Prompt:
Show all lines containing "html" from the data below.

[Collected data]
◇ ◇ ◇ ◇

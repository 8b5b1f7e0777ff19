//! Route map assembly.
//!
//! Given `(environment, layout, config, bundle?)`, wires the status feed,
//! API dispatch, stream multiplexer, file serving, and catch-all chain into
//! one of four route maps.

use std::collections::HashSet;
use std::path::{Path, PathBuf};
use std::sync::Arc;

use axum::http::StatusCode;
use axum::response::IntoResponse;
use axum::routing::{get, on, MethodFilter, MethodRouter};
use axum::Router;
use tower_http::trace::TraceLayer;
use tracing::info;

use crate::bundle::ApiBundle;
use crate::config::{ServerEnvironment, SiteConfig, SiteLayout};
use crate::error::ServerError;
use crate::files::server::serve_file;
use crate::files::{catchall_endpoint, static_site_endpoint, FileServer};
use crate::http::api::api_endpoint;
use crate::http::server::AppState;
use crate::routing::prefix::RoutePrefixer;
use crate::routing::redirect::RedirectEngine;
use crate::status::{status_endpoint, ServerGlobals};
use crate::stream::{stream_endpoint, StreamRegistry};

/// Route tail of the dev status feed, under `{prefix}/api/`.
pub const STATUS_ROUTE: &str = "kobweb-status";
/// Route tail of the stream websocket, under `{prefix}/api/`.
pub const STREAMS_ROUTE: &str = "kobweb-streams";

/// The seven methods the API surface accepts; anything else (TRACE,
/// CONNECT) is rejected by the HTTP layer before dispatch.
fn api_methods() -> MethodFilter {
    MethodFilter::GET
        .or(MethodFilter::POST)
        .or(MethodFilter::PUT)
        .or(MethodFilter::PATCH)
        .or(MethodFilter::DELETE)
        .or(MethodFilter::HEAD)
        .or(MethodFilter::OPTIONS)
}

/// Build the route map for the given environment and layout.
pub fn build_site_router(
    env: ServerEnvironment,
    layout: SiteLayout,
    config: &SiteConfig,
    bundle: Option<Arc<dyn ApiBundle>>,
    globals: Arc<ServerGlobals>,
) -> Result<Router, ServerError> {
    let prefixer = RoutePrefixer::new(&config.base_path);
    let redirects = Arc::new(RedirectEngine::compile(&config.redirects)?);
    let paths = config.paths_for(env);

    // A static layout never has a bundle; API paths fall through to the
    // catch-all chain.
    let bundle = match layout {
        SiteLayout::Fullstack => bundle,
        SiteLayout::Static => None,
    };

    let index_file = match (env, layout) {
        (ServerEnvironment::Prod, SiteLayout::Fullstack) => {
            paths.site_root.join("pages").join("index.html")
        }
        _ => paths.content_root.join("index.html"),
    };

    let state = AppState {
        env,
        prefixer: prefixer.clone(),
        redirects,
        bundle: bundle.clone(),
        registry: Arc::new(StreamRegistry::new()),
        globals,
        streaming: config.streaming,
        script: paths.script.clone(),
        content: FileServer::new(&paths.content_root),
        site: FileServer::new(&paths.site_root),
        index_file,
        server_port: config.port,
    };

    let router = match (env, layout) {
        (ServerEnvironment::Dev, _) => build_dev_router(&prefixer, bundle),
        (ServerEnvironment::Prod, SiteLayout::Fullstack) => {
            validate_fullstack_site(&paths.site_root)?;
            build_prod_fullstack_router(&prefixer, bundle, &paths.site_root)
        }
        (ServerEnvironment::Prod, SiteLayout::Static) => {
            let mut registered = HashSet::new();
            add_tail_routes(
                Router::new(),
                &prefixer,
                get(static_site_endpoint),
                &mut registered,
            )
        }
    };

    Ok(router.with_state(state).layer(TraceLayer::new_for_http()))
}

fn build_dev_router(
    prefixer: &RoutePrefixer,
    bundle: Option<Arc<dyn ApiBundle>>,
) -> Router<AppState> {
    let mut router = Router::new().route(
        &prefixer.join(&format!("api/{STATUS_ROUTE}")),
        get(status_endpoint),
    );

    if bundle.is_some() {
        router = router
            .route(
                &prefixer.join(&format!("api/{STREAMS_ROUTE}")),
                get(stream_endpoint),
            )
            .route(
                &prefixer.join("api/{*params}"),
                on(api_methods(), api_endpoint),
            );
    }

    let mut registered = HashSet::new();
    add_tail_routes(router, prefixer, get(catchall_endpoint), &mut registered)
}

fn build_prod_fullstack_router(
    prefixer: &RoutePrefixer,
    bundle: Option<Arc<dyn ApiBundle>>,
    site_root: &Path,
) -> Router<AppState> {
    let mut router = Router::new();

    if let Some(bundle) = &bundle {
        router = router.route(
            &prefixer.join("api/{*params}"),
            on(api_methods(), api_endpoint),
        );
        // A bundle with no declared streams never gets the websocket
        // endpoint installed.
        if bundle.num_api_streams() > 0 {
            router = router.route(
                &prefixer.join(&format!("api/{STREAMS_ROUTE}")),
                get(stream_endpoint),
            );
        }
    }

    let mut registered = HashSet::new();
    for (route, file) in collect_site_routes(site_root, prefixer) {
        if registered.insert(route.clone()) {
            let handler = move || {
                let file = file.clone();
                async move {
                    match serve_file(&file).await {
                        Some(resp) => resp,
                        None => StatusCode::NOT_FOUND.into_response(),
                    }
                }
            };
            router = router.route(&route, get(handler));
        }
    }
    info!(routes = registered.len(), "registered exported site routes");

    add_tail_routes(router, prefixer, get(catchall_endpoint), &mut registered)
}

/// Register one method router at the catch-all tail positions: the wildcard,
/// the bare prefix, and the prefix with trailing slash. Positions already
/// taken by explicit file routes are left alone.
fn add_tail_routes(
    mut router: Router<AppState>,
    prefixer: &RoutePrefixer,
    method_router: MethodRouter<AppState>,
    registered: &mut HashSet<String>,
) -> Router<AppState> {
    let mut paths = vec![prefixer.join("{*params}"), prefixer.join("")];
    if !prefixer.prefix().is_empty() {
        paths.push(format!("/{}", prefixer.prefix()));
    }
    for path in paths {
        if registered.insert(path.clone()) {
            router = router.route(&path, method_router.clone());
        }
    }
    router
}

/// Fail fast when the exported site cannot back a fullstack assembly.
fn validate_fullstack_site(site_root: &Path) -> Result<(), ServerError> {
    if !site_root.is_dir() {
        return Err(ServerError::MissingSiteRoot(site_root.to_path_buf()));
    }
    if !site_root.join("system").is_dir() {
        return Err(ServerError::MissingSystemFolder(site_root.to_path_buf()));
    }
    Ok(())
}

/// Explicit GET routes for an exported site: every file under `resources/`
/// at its own path, every file under `pages/` registered extensionless,
/// with `index.html` files also serving their directory.
fn collect_site_routes(site_root: &Path, prefixer: &RoutePrefixer) -> Vec<(String, PathBuf)> {
    let mut routes = Vec::new();

    let resources = site_root.join("resources");
    for file in walk_files(&resources) {
        if let Some(rel) = relative_url(&file, &resources) {
            routes.push((prefixer.join(&rel), file));
        }
    }

    let pages = site_root.join("pages");
    for file in walk_files(&pages) {
        let Some(rel) = relative_url(&file, &pages) else {
            continue;
        };
        match rel.strip_suffix(".html") {
            Some(stem) => {
                routes.push((prefixer.join(stem), file.clone()));
                if let Some(dir) = stem.strip_suffix("index") {
                    // pages/foo/index.html also answers at {prefix}/foo/
                    routes.push((prefixer.join(dir), file.clone()));
                    let trimmed = dir.trim_end_matches('/');
                    if !trimmed.is_empty() {
                        routes.push((prefixer.join(trimmed), file.clone()));
                    } else if !prefixer.prefix().is_empty() {
                        routes.push((format!("/{}", prefixer.prefix()), file.clone()));
                    }
                }
            }
            None => routes.push((prefixer.join(&rel), file)),
        }
    }

    routes
}

fn relative_url(file: &Path, base: &Path) -> Option<String> {
    let rel = file.strip_prefix(base).ok()?;
    let segments: Vec<&str> = rel
        .components()
        .filter_map(|c| c.as_os_str().to_str())
        .collect();
    Some(segments.join("/"))
}

/// Depth-first file listing, sorted for deterministic registration.
fn walk_files(dir: &Path) -> Vec<PathBuf> {
    let mut files = Vec::new();
    let Ok(entries) = std::fs::read_dir(dir) else {
        return files;
    };
    let mut entries: Vec<_> = entries.filter_map(|e| e.ok()).collect();
    entries.sort_by_key(|e| e.path());
    for entry in entries {
        let path = entry.path();
        if path.is_dir() {
            files.extend(walk_files(&path));
        } else if path.is_file() {
            files.push(path);
        }
    }
    files
}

◇ ◇ ◇ ◇

Exercise answer:
            paths.site_root.join("pages").join("index.html")
        _ => paths.content_root.join("index.html"),
/// with `index.html` files also serving their directory.
        match rel.strip_suffix(".html") {
                    // pages/foo/index.html also answers at {prefix}/foo/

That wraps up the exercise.